### Given data
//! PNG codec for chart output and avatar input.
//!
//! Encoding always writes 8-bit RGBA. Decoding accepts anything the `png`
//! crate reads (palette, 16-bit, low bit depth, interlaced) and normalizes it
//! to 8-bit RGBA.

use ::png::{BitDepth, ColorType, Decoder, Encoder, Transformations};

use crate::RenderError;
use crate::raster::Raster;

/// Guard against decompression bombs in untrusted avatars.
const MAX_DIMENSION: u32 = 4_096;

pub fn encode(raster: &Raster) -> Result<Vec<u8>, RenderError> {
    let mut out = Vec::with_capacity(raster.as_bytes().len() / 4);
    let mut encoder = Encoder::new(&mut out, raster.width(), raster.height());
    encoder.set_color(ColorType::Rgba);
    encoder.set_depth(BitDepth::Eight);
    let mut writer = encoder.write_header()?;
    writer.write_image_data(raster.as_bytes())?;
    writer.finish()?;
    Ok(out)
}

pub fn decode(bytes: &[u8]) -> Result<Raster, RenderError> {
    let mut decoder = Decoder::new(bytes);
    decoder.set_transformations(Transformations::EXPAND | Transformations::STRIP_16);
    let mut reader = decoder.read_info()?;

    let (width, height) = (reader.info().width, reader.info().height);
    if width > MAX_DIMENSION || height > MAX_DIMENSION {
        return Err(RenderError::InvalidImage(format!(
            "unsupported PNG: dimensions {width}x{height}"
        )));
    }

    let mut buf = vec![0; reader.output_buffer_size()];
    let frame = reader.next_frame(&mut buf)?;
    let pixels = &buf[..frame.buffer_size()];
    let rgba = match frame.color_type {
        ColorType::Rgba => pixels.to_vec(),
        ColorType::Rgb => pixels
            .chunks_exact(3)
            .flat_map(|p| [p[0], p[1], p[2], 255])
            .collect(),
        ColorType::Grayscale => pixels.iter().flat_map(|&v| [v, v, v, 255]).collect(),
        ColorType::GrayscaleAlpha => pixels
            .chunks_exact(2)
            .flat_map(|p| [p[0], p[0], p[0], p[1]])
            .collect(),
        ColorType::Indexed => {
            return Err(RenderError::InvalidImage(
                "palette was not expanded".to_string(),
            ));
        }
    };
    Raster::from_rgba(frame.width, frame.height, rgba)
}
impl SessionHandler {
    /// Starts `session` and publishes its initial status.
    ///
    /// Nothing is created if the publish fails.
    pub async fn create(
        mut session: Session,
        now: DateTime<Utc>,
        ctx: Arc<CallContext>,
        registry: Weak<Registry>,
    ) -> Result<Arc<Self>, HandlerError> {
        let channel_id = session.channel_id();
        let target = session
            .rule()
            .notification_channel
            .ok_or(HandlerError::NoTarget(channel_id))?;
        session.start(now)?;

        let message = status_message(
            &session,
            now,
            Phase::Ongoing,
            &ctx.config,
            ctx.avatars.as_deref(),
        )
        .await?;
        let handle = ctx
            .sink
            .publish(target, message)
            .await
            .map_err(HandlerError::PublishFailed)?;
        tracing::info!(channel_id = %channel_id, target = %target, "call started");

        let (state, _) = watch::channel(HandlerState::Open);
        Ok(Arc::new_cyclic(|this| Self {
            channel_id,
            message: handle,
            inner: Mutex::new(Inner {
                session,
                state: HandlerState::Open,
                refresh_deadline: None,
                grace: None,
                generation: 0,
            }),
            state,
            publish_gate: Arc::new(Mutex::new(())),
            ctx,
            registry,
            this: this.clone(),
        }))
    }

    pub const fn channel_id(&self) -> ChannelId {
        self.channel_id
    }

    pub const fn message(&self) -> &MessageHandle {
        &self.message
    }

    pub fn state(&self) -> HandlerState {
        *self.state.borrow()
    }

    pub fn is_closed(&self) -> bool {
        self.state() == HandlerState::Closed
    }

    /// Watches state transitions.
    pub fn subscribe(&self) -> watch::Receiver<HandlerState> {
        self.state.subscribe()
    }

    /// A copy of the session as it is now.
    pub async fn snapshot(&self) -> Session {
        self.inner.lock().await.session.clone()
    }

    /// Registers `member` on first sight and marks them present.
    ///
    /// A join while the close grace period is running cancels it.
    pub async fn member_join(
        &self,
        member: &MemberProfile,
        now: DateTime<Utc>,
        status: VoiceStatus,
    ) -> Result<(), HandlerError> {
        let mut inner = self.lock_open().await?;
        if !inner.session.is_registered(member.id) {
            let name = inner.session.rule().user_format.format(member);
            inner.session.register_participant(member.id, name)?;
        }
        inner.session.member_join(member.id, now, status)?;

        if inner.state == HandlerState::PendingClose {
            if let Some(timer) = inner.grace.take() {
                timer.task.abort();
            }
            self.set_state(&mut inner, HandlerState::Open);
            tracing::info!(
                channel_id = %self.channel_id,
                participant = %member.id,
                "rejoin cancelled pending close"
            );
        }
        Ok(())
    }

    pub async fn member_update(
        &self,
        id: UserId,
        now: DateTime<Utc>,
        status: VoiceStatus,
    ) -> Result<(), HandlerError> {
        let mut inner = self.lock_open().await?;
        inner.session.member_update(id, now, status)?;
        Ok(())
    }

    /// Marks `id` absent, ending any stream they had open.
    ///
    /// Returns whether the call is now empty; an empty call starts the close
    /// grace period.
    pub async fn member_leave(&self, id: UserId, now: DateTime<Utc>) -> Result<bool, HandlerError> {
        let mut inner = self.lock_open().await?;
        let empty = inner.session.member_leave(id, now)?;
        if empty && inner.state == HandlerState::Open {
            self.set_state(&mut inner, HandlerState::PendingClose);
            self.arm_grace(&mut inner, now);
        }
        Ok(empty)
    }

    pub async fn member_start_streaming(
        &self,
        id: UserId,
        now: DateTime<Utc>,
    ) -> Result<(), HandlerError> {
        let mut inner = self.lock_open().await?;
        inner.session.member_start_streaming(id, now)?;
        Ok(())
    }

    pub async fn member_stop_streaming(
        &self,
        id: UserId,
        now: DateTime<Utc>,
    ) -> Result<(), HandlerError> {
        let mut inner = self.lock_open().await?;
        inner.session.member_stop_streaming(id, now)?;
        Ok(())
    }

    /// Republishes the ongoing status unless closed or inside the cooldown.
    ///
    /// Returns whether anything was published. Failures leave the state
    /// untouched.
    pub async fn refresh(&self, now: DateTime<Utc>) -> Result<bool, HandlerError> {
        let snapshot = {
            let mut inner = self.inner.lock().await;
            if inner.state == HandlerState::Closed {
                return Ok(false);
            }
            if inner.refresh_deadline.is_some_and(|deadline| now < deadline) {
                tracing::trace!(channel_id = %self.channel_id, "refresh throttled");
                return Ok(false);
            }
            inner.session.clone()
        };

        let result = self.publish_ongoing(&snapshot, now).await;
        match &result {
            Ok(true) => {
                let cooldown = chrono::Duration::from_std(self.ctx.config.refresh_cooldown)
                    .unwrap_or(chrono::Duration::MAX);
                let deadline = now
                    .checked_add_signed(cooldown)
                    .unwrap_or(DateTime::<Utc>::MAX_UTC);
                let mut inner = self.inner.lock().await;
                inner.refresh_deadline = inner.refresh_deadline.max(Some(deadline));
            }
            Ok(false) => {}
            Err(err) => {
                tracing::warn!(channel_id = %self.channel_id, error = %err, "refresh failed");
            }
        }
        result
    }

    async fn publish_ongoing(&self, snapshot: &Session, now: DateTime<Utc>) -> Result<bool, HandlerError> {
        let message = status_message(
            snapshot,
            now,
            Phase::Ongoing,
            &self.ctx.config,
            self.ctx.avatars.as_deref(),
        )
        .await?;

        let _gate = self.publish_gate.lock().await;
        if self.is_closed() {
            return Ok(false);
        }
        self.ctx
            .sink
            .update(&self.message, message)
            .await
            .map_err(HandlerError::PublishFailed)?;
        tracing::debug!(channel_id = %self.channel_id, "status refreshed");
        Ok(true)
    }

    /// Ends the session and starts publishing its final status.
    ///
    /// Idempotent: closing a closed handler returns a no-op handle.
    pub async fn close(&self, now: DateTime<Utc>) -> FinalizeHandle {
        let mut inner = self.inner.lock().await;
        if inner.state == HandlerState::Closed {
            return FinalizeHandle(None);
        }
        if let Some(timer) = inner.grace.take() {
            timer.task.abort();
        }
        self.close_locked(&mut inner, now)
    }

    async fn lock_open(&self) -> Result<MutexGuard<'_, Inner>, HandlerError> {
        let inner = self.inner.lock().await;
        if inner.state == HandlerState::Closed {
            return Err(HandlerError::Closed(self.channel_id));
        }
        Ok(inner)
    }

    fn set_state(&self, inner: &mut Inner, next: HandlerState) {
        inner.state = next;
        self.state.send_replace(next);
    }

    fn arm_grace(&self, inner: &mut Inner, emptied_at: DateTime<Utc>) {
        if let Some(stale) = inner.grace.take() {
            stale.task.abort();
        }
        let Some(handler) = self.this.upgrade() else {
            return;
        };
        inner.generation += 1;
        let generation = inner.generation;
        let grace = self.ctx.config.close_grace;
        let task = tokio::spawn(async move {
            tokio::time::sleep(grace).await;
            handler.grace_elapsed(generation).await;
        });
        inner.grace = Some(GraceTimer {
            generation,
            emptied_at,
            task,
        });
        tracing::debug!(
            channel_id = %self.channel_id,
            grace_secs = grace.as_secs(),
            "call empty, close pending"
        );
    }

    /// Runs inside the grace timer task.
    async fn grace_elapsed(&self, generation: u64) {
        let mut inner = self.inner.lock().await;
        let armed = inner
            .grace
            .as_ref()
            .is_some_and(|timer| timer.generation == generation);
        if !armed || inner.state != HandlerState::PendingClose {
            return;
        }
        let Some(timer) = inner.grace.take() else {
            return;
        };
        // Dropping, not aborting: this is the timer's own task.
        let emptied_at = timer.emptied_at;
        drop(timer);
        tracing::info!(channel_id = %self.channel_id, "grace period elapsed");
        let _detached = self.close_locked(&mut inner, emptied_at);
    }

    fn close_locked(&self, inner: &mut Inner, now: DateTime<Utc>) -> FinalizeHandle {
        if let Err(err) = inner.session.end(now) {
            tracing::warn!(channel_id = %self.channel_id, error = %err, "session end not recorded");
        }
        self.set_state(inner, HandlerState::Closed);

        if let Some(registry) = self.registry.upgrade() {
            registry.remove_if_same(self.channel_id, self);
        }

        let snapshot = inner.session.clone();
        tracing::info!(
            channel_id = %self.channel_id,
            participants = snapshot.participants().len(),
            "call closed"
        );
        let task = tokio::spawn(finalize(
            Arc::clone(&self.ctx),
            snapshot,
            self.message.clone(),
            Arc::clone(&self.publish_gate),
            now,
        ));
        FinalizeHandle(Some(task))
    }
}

--

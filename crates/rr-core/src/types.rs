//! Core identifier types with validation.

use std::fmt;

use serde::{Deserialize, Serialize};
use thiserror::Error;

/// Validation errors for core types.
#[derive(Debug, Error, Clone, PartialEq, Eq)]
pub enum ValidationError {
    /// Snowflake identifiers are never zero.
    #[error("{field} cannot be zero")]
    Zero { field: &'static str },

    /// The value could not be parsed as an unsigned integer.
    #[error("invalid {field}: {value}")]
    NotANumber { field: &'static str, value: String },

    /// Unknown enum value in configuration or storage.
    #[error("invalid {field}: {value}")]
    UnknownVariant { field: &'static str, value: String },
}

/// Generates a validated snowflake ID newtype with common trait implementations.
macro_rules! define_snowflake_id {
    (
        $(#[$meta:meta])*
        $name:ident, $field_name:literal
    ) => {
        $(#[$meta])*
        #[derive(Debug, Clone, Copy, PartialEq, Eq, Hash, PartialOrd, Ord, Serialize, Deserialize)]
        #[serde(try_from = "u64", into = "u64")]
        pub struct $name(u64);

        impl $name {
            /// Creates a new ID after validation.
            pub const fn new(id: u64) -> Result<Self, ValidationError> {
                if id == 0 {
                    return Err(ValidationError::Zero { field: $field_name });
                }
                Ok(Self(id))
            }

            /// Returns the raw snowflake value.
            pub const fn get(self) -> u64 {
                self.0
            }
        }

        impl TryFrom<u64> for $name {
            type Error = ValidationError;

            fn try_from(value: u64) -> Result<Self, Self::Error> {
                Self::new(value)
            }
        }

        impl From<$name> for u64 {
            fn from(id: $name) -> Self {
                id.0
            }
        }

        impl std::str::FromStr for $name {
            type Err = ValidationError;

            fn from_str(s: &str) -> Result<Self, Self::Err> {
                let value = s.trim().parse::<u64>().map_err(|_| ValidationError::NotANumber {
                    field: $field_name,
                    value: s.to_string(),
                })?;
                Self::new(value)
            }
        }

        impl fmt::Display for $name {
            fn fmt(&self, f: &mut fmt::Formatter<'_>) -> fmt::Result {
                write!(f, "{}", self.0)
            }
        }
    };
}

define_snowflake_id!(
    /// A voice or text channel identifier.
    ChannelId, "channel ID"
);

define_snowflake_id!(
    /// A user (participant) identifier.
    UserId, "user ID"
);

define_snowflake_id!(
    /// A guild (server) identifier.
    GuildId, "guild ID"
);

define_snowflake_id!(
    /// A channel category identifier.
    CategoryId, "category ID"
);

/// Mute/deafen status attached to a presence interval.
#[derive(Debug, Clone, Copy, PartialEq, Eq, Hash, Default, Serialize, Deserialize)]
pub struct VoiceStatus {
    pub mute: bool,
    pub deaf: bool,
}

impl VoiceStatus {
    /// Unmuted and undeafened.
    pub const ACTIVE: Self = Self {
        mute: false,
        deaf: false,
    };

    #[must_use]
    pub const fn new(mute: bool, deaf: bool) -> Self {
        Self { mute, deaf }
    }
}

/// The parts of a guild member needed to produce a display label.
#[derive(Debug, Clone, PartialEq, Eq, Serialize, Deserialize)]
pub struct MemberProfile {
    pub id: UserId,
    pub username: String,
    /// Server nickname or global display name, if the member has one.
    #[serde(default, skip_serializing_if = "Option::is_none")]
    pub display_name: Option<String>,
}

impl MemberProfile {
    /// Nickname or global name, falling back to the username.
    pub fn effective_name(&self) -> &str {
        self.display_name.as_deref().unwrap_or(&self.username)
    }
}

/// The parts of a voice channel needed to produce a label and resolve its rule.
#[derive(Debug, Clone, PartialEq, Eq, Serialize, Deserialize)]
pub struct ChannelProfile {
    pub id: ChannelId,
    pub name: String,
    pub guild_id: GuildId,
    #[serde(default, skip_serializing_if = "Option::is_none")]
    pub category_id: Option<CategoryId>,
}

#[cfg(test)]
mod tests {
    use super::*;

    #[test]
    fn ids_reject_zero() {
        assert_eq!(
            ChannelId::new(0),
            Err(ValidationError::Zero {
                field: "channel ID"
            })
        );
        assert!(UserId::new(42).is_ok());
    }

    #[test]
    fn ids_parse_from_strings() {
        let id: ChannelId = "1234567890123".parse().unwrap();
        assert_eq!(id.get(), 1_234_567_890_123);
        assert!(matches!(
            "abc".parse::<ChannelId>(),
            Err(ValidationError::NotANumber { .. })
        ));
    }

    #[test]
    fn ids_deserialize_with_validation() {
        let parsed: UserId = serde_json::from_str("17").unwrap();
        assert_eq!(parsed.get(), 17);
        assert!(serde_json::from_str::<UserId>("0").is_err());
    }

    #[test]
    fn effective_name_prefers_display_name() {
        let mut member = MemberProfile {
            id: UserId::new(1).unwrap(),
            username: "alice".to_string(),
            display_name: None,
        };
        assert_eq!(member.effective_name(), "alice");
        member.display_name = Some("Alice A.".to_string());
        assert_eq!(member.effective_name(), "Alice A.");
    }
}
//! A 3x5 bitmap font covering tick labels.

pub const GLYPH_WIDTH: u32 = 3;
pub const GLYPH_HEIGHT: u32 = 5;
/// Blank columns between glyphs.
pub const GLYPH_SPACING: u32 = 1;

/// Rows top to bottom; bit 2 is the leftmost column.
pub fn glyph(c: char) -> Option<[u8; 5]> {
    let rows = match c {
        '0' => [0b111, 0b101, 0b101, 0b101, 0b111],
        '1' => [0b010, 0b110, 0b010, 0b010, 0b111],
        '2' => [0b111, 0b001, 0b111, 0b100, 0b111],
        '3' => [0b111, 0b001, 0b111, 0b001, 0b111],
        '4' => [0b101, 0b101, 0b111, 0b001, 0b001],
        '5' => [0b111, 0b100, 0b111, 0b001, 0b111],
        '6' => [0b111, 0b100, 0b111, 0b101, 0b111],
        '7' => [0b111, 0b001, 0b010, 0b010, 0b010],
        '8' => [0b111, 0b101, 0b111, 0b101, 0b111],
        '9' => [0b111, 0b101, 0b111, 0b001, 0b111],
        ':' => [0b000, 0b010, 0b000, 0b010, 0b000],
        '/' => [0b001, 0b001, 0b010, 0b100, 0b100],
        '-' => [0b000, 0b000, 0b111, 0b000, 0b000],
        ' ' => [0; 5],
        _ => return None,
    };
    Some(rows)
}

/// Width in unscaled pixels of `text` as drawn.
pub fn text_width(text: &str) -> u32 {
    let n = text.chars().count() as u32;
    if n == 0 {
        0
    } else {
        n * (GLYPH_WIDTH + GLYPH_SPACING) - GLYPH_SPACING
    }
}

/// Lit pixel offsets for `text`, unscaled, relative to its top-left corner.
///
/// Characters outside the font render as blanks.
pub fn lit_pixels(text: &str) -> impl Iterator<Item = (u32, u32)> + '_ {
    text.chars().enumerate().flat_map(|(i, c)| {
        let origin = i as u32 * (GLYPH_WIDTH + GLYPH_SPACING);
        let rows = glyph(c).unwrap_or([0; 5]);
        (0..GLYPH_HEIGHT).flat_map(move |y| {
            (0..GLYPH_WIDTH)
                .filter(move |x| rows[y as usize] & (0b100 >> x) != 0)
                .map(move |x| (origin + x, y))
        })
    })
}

### What is needed
In the material above, find each line containing the word "reader" and copy it.

### Written response
    let mut reader = decoder.read_info()?;
    let (width, height) = (reader.info().width, reader.info().height);
    let mut buf = vec![0; reader.output_buffer_size()];
    let frame = reader.next_frame(&mut buf)?;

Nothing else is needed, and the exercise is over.